Colored Pencil Users Demand Color Consistency
Like any craftsmen, artists rely on their tools for their livelihoods. For those working with colored pencils to create artwork for direct sale, illustrations, marketing materials, or for other creative purposes, the quality of the pencils they choose has a direct impact on the quality of their work. Not only do they expect each new box of pencils they buy to be the same color as the last—they depend on it. As a result, manufacturers of colored pencils turn to spectrophotometers to ensure that each pencil they produce is exactly the color they intend it to be.

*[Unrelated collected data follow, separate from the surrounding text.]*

//! Cache fetchers.
//!
//! One [`Fetcher`] per cache key, each delegating to the gateway and
//! wrapping the payload in the key's [`CacheValue`] variant. Registered at
//! client construction; after that the cache pulls data on demand and
//! nothing else talks to the gateway for reads.

use std::sync::Arc;

use async_trait::async_trait;
use newsverse_cache::{FetchResult, Fetcher, KeyedCache};
use newsverse_core::{CacheKey, CacheValue, GatewayError, SessionState};

use crate::gateway::RemoteGateway;

/// Fetcher for `CacheKey::Session`.
///
/// `Unauthorized` is mapped to `Anonymous` rather than propagated: an
/// anonymous visitor is a steady state of the application, not a failure.
/// Other errors surface as-is, leaving the entry stale so a later read
/// retries.
pub struct SessionFetcher {
    gateway: Arc<dyn RemoteGateway>,
}

impl SessionFetcher {
    pub fn new(gateway: Arc<dyn RemoteGateway>) -> Self {
        SessionFetcher { gateway }
    }
}

#[async_trait]
impl Fetcher for SessionFetcher {
    async fn fetch(&self) -> FetchResult {
        match self.gateway.fetch_session().await {
            Ok(snapshot) => Ok(CacheValue::Session(SessionState::from(snapshot))),
            Err(GatewayError::Unauthorized) => Ok(CacheValue::Session(SessionState::Anonymous)),
            Err(e) => Err(e),
        }
    }
}

/// Fetcher for the article-collection keys; which gateway call it makes is
/// decided by the key it was registered under.
struct ArticlesFetcher {
    gateway: Arc<dyn RemoteGateway>,
    key: CacheKey,
}

#[async_trait]
impl Fetcher for ArticlesFetcher {
    async fn fetch(&self) -> FetchResult {
        let articles = match self.key {
            CacheKey::Recommendations => self.gateway.fetch_recommendations().await?,
            CacheKey::AllArticles => self.gateway.fetch_articles().await?,
            CacheKey::RandomSample => self.gateway.fetch_random_sample().await?,
            other => {
                return Err(GatewayError::Unknown {
                    reason: format!("no article fetch for key {other}"),
                })
            }
        };
        Ok(CacheValue::Articles(articles))
    }
}

struct PreferencesFetcher {
    gateway: Arc<dyn RemoteGateway>,
}

#[async_trait]
impl Fetcher for PreferencesFetcher {
    async fn fetch(&self) -> FetchResult {
        let prefs = self.gateway.fetch_preferences().await?;
        Ok(CacheValue::Preferences(prefs))
    }
}

/// Wire gateway-backed fetchers into the cache for every key except
/// `Session`, which the [`SessionResolver`](crate::SessionResolver)
/// registers itself.
pub fn register_fetchers(cache: &KeyedCache, gateway: &Arc<dyn RemoteGateway>) {
    for key in [
        CacheKey::Recommendations,
        CacheKey::AllArticles,
        CacheKey::RandomSample,
    ] {
        cache.register_fetcher(
            key,
            Arc::new(ArticlesFetcher {
                gateway: Arc::clone(gateway),
                key,
            }),
        );
    }
    cache.register_fetcher(
        CacheKey::Preferences,
        Arc::new(PreferencesFetcher {
            gateway: Arc::clone(gateway),
        }),
    );
}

Of course, many users of colored pencils are not professional artists. In fact, the largest demographic among colored pencil users is children, for whom colored pencils provide new opportunities for experimentation and expression. Children, naturally, do not rely on their artwork to put food on the table (or to buy more art supplies); instead, they depend on their parents or teachers. What, then, convinces parents and teachers to choose one box of colored pencils over another? Brand recognition, founded upon the impression of quality. This impression of quality is largely built upon product consistency. Because color is the most noticeable attribute of colored pencils, color consistency is a vital driver of sales. As such, manufacturers employ advanced spectrophotometric technologies to reliably produce the perfect hues.
Spectrophotometry Detects Errors in Pencil Production
While colored pencils typically only require four ingredients to color their “lead” (extenders, binders, pigments, and water), inaccuracies in the production process or impurities in the raw materials can lead to off-color batches of pencils being produced.1 To control for this possibility and avoid defective product, manufacturers can analyze these materials spectrophotometrically prior to mixing. However, raw materials are not the only factor that can result in improper coloration. Incorrect temperature during mixing, inadequate mixing duration, and contamination of the mixing vat can all cause issues in final coloration.
To ensure that each batch of lead is the proper color before removing it from the mixing vat, manufacturers can test samples using spectrophotometric color analysis for the highest level of color quality control. By testing samples of raw and mixed materials, manufacturers save time, energy, and, ultimately, money by catching any off-color batches before they are pressed and rolled into cartridges, assembled into pencils, or packaged and shipped to distributors. Using the data provided by spectophotometric instrumentation, manufacturers able to rapidly identify and correct production problems to minimize waste and ensure that only products with accurate pigmentation are released into the marketplace.